The handwriting did not smear, there was hardly any dirt, and the density remained the same. In addition, the sunlight fastness of each water-based ink is 4.
It was about average. Examples 10-12 10 parts of a basic dye (manufactured by Hodogaya Chemical Co., Ltd.) was added to 50 parts of the water-soluble polymer obtained in Water-soluble Polymer Synthesis Example-2.
40 parts of water was added and stirred at 60°C for 1 hour to produce a colored polymer, and 30 parts of γ-butyrolactone was added to prepare a water-based ink.

[Table] The water resistance and sunlight fastness of each of the aqueous inks obtained in Examples 10 to 12 were comparable to those of Examples 1 to 3. In addition, while each of the water-based inks mentioned above is a uniform aqueous solution, in the case where no water-soluble polymer is used and other conditions are the same, the water-based ink of each dye itself contains insoluble matter of the basic dye.

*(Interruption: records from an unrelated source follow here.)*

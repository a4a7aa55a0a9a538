//! 进程内文档存储
//!
//! 数据库 -> 集合 -> 文档（JSON 对象）。文档按插入顺序保存，分页按偏移量进行。

use parking_lot::RwLock;
use std::collections::BTreeMap;

use crate::core::types::{NativeType, Row};

/// 单个集合
#[derive(Debug, Clone, Default)]
pub struct MemoryCollection {
    pub documents: Vec<Row>,
    /// 索引名 -> 字段名
    pub indexes: BTreeMap<String, String>,
    /// 元数据查询注入的故障（用于验证部分失败容忍）
    pub metadata_fault: Option<String>,
}

impl MemoryCollection {
    /// 按首次出现顺序收集所有字段名
    pub fn field_names<'a>(documents: impl IntoIterator<Item = &'a Row>) -> Vec<String> {
        let mut names: Vec<String> = Vec::new();
        for doc in documents {
            for key in doc.keys() {
                if !names.iter().any(|n| n == key) {
                    names.push(key.clone());
                }
            }
        }
        names
    }

    /// 推断字段的原生类型：所有非空值类型一致时取该类型，否则为 `mixed`
    pub fn infer_field_type<'a>(documents: impl IntoIterator<Item = &'a Row>, field: &str) -> NativeType {
        infer_values(documents.into_iter().filter_map(|doc| doc.get(field)))
    }
}

fn infer_values<'a>(values: impl Iterator<Item = &'a serde_json::Value>) -> NativeType {
    let mut inferred: Option<NativeType> = None;
    for value in values {
        if value.is_null() {
            continue;
        }
        let ty = value_type(value);
        match &inferred {
            None => inferred = Some(ty),
            Some(existing) if *existing == ty => {}
            Some(_) => return NativeType::leaf("mixed"),
        }
    }
    inferred.unwrap_or_else(|| NativeType::leaf("null"))
}

/// 单个 JSON 值的原生类型标签
pub fn value_type(value: &serde_json::Value) -> NativeType {
    use serde_json::Value;
    match value {
        Value::Null => NativeType::leaf("null"),
        Value::Bool(_) => NativeType::leaf("bool"),
        Value::Number(n) if n.is_i64() || n.is_u64() => NativeType::leaf("long"),
        Value::Number(_) => NativeType::leaf("double"),
        Value::String(_) => NativeType::leaf("string"),
        Value::Array(items) => NativeType::with_params("list", vec![infer_values(items.iter())]),
        Value::Object(_) => NativeType::leaf("object"),
    }
}

/// 线程安全的内存存储
#[derive(Debug, Default)]
pub struct MemoryStore {
    databases: RwLock<BTreeMap<String, BTreeMap<String, MemoryCollection>>>,
}

impl MemoryStore {
    pub fn new() -> Self {
        Self::default()
    }

    pub fn create_database(&self, database: &str) {
        self.databases
            .write()
            .entry(database.to_string())
            .or_default();
    }

    pub fn create_collection(&self, database: &str, collection: &str) {
        self.databases
            .write()
            .entry(database.to_string())
            .or_default()
            .entry(collection.to_string())
            .or_default();
    }

    /// 追加文档；非对象值会被包装为 `{"value": v}`
    pub fn insert_documents(
        &self,
        database: &str,
        collection: &str,
        documents: impl IntoIterator<Item = serde_json::Value>,
    ) -> usize {
        let mut guard = self.databases.write();
        let target = guard
            .entry(database.to_string())
            .or_default()
            .entry(collection.to_string())
            .or_default();
        let before = target.documents.len();
        for doc in documents {
            let row = match doc {
                serde_json::Value::Object(map) => map,
                other => {
                    let mut map = Row::new();
                    map.insert("value".to_string(), other);
                    map
                }
            };
            target.documents.push(row);
        }
        target.documents.len() - before
    }

    pub fn create_index(&self, database: &str, collection: &str, name: &str, field: &str) {
        self.databases
            .write()
            .entry(database.to_string())
            .or_default()
            .entry(collection.to_string())
            .or_default()
            .indexes
            .insert(name.to_string(), field.to_string());
    }

    /// 让该集合的元数据查询失败
    pub fn inject_metadata_fault(&self, database: &str, collection: &str, message: &str) {
        if let Some(coll) = self
            .databases
            .write()
            .get_mut(database)
            .and_then(|db| db.get_mut(collection))
        {
            coll.metadata_fault = Some(message.to_string());
        }
    }

    pub fn has_database(&self, database: &str) -> bool {
        self.databases.read().contains_key(database)
    }

    pub fn database_names(&self) -> Vec<String> {
        self.databases.read().keys().cloned().collect()
    }

    pub fn collection_names(&self, database: &str) -> Option<Vec<String>> {
        self.databases
            .read()
            .get(database)
            .map(|db| db.keys().cloned().collect())
    }

    /// 在读锁下访问集合
    pub fn with_collection<R>(
        &self,
        database: &str,
        collection: &str,
        f: impl FnOnce(&MemoryCollection) -> R,
    ) -> Option<R> {
        let guard = self.databases.read();
        guard.get(database).and_then(|db| db.get(collection)).map(f)
    }
}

There was a large amount of it, and it was not possible to form a uniform aqueous solution.

Claims (1)

[Scope of Claims] 1. A water-soluble polymer containing hydroxyl groups of 1×10 ^-3 gram equivalent/gram polymer or more and sulfonic acid groups of 1×10 ^-4 gram equivalent/gram polymer or more is dyed with a basic dye. An aqueous ink composition comprising a solution of a colored polymer that is water-insoluble in a mixed solvent of water and a water-soluble organic solvent. 2. The water-based ink composition according to claim 1, wherein the water-soluble organic solvent is represented by the following general formula [] or []. General formula [] [Formula] (R ₁ represents H or CH ₃ ; R ₂ and R ₃ both represent H, CH ₃ or C ₂ H _5. ) General formula [] [Formula] (R ₄ represents H or CH ₃ ; X represents NH, NCH ₃ or O; Y represents CH ₂ or O.)